Now, I haven’t read Dr. Gordon’s paper, but this much closer to Whorf’s actual position than that of the press release author. The press release version of Whorf’s theory states that language “determines” thought, while Dr. Gordon’s version simply states that linguistic “categories“"affect” our “perception” of reality. Morover, he does not say that concepts are “untranslatable".
I suppose it isn’t as exciting a theory when put this way, it sounds almost … obvious. After all, if linguistic categories didn’t have any affect at all on our perceptions, then language wouldn’t matter at all. But Gordon’s version is still a little off. Whorf wasn’t really talking about our “perception of reality.” Whorf’s point was that some cultural differences in behavior where linked to conceptual differences arising from linguistic analogies. That is to say, it wasn’t so much that we are locked into thinking about the world a certain way because of our language, but we have a tendency to do so - and this tendency has an effect on our cultural behavior.

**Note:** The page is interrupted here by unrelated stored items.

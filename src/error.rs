use axum::{Json, http::StatusCode, response::IntoResponse};
use serde::Serialize;
use thiserror::Error;
use validator::ValidationErrors;

use crate::dao::storage::StorageError;

/// Errors that can occur in service layer operations.
#[derive(Debug, Error)]
pub enum ServiceError {
    /// Storage backend is unavailable.
    #[error("storage unavailable")]
    Unavailable(#[source] StorageError),
    /// A duplicate active registration was attempted.
    #[error("conflict: {0}")]
    Conflict(String),
    /// Invalid input provided by the client.
    #[error("invalid input: {0}")]
    InvalidInput(String),
    /// Requested resource was not found.
    #[error("not found: {0}")]
    NotFound(String),
}

impl From<StorageError> for ServiceError {
    fn from(err: StorageError) -> Self {
        ServiceError::Unavailable(err)
    }
}

impl From<ValidationErrors> for AppError {
    fn from(err: ValidationErrors) -> Self {
        AppError::BadRequest(format!("validation failed: {}", err))
    }
}

/// Application-level errors that are converted to HTTP responses.
#[derive(Debug, Error)]
pub enum AppError {
    /// Bad request with invalid input.
    #[error("bad request: {0}")]
    BadRequest(String),
    /// Requested resource not found.
    #[error("not found: {0}")]
    NotFound(String),
    /// Service unavailable or degraded.
    #[error("service unavailable: {0}")]
    ServiceUnavailable(String),
    /// Internal server error.
    #[error("internal error: {0}")]
    Internal(String),
}

impl From<ServiceError> for AppError {
    fn from(err: ServiceError) -> Self {
        match err {
            ServiceError::Unavailable(source) => AppError::ServiceUnavailable(source.to_string()),
            // The public interface reports duplicate registrations as plain
            // bad requests, not 409s.
            ServiceError::Conflict(message) => AppError::BadRequest(message),
            ServiceError::InvalidInput(message) => AppError::BadRequest(message),
            ServiceError::NotFound(message) => AppError::NotFound(message),
        }
    }
}

#[derive(Serialize)]
struct ErrorBody {
    message: String,
}

impl IntoResponse for AppError {
    fn into_response(self) -> axum::response::Response {
        let status = match &self {
            AppError::BadRequest(_) => StatusCode::BAD_REQUEST,
            AppError::NotFound(_) => StatusCode::NOT_FOUND,
            AppError::ServiceUnavailable(_) => StatusCode::SERVICE_UNAVAILABLE,
            AppError::Internal(_) => StatusCode::INTERNAL_SERVER_ERROR,
        };

        let payload = Json(ErrorBody {
            message: self.to_string(),
        });

        (status, payload).into_response()
    }
}
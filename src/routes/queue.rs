use axum::{
    Json, Router,
    extract::{Path, State},
    routing::post,
};
use validator::Validate;

use crate::{
    dto::queue::{
        CalledResponse, CancelRequest, CompleteRequest, MessageResponse, QueueEntryDto,
        RegisterRequest,
    },
    error::AppError,
    services::queue_service,
    state::SharedState,
};

/// Routes handling the walk-in queue operations.
pub fn router() -> Router<SharedState> {
    Router::new()
        .route("/queue/register", post(register))
        .route("/queue/call-next", post(call_next))
        .route("/queue/call-specific/{phone_number}", post(call_specific))
        .route("/queue/complete", post(complete))
        .route("/queue/cancel", post(cancel))
}

/// Register a visitor in the waiting queue.
#[utoipa::path(
    post,
    path = "/queue/register",
    tag = "queue",
    request_body = RegisterRequest,
    responses(
        (status = 200, description = "Visitor registered", body = QueueEntryDto),
        (status = 400, description = "Phone number already active or invalid input")
    )
)]
pub async fn register(
    State(state): State<SharedState>,
    Json(payload): Json<RegisterRequest>,
) -> Result<Json<QueueEntryDto>, AppError> {
    payload.validate()?;
    let entry = queue_service::register(&state, payload).await?;
    Ok(Json(entry))
}

/// Call the visitor who has been waiting the longest.
#[utoipa::path(
    post,
    path = "/queue/call-next",
    tag = "queue",
    responses(
        (status = 200, description = "Visitor called", body = CalledResponse),
        (status = 404, description = "No waiting visitor")
    )
)]
pub async fn call_next(
    State(state): State<SharedState>,
) -> Result<Json<CalledResponse>, AppError> {
    let called = queue_service::call_next(&state).await?;
    Ok(Json(called))
}

/// Call a specific visitor by phone number.
#[utoipa::path(
    post,
    path = "/queue/call-specific/{phone_number}",
    tag = "queue",
    params(("phone_number" = String, Path, description = "Phone number of the visitor to call")),
    responses(
        (status = 200, description = "Visitor called", body = CalledResponse),
        (status = 404, description = "Unknown phone number")
    )
)]
pub async fn call_specific(
    State(state): State<SharedState>,
    Path(phone_number): Path<String>,
) -> Result<Json<CalledResponse>, AppError> {
    let called = queue_service::call_specific(&state, &phone_number).await?;
    Ok(Json(called))
}

/// Complete a visit with a score for one of the configured games.
#[utoipa::path(
    post,
    path = "/queue/complete",
    tag = "queue",
    request_body = CompleteRequest,
    responses(
        (status = 200, description = "Visit completed and score recorded", body = MessageResponse),
        (status = 400, description = "Unknown game"),
        (status = 404, description = "Unknown phone number")
    )
)]
pub async fn complete(
    State(state): State<SharedState>,
    Json(payload): Json<CompleteRequest>,
) -> Result<Json<MessageResponse>, AppError> {
    payload.validate()?;
    let score = payload.score;
    let game = payload.game.clone();
    let name = queue_service::complete(&state, payload).await?;
    Ok(Json(MessageResponse::new(format!(
        "'{name}' completed with score {score} for game '{game}'"
    ))))
}

/// Cancel a registration without recording a score.
#[utoipa::path(
    post,
    path = "/queue/cancel",
    tag = "queue",
    request_body = CancelRequest,
    responses(
        (status = 200, description = "Registration cancelled", body = MessageResponse),
        (status = 404, description = "Unknown phone number")
    )
)]
pub async fn cancel(
    State(state): State<SharedState>,
    Json(payload): Json<CancelRequest>,
) -> Result<Json<MessageResponse>, AppError> {
    payload.validate()?;
    let name = queue_service::cancel(&state, &payload.phone_number).await?;
    Ok(Json(MessageResponse::new(format!(
        "'{name}' was removed from the queue"
    ))))
}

In order to make his point clear, Whorf drew examples from his experience working as “a fire prevention engineer (inspector) for the Hartford Fire Insurance Company.” He discussed how
the cue to a certain line of behavior is often given by the analogies of the linguistic formula in which the situation is spoken of, and by which to some degree it is analyzed, classified, and allotted its place in) that world which is “to a large extent unconsciously built up on the language habits of the group.” And we always assume that the linguistic, analysis made by our group reflects reality better than it does.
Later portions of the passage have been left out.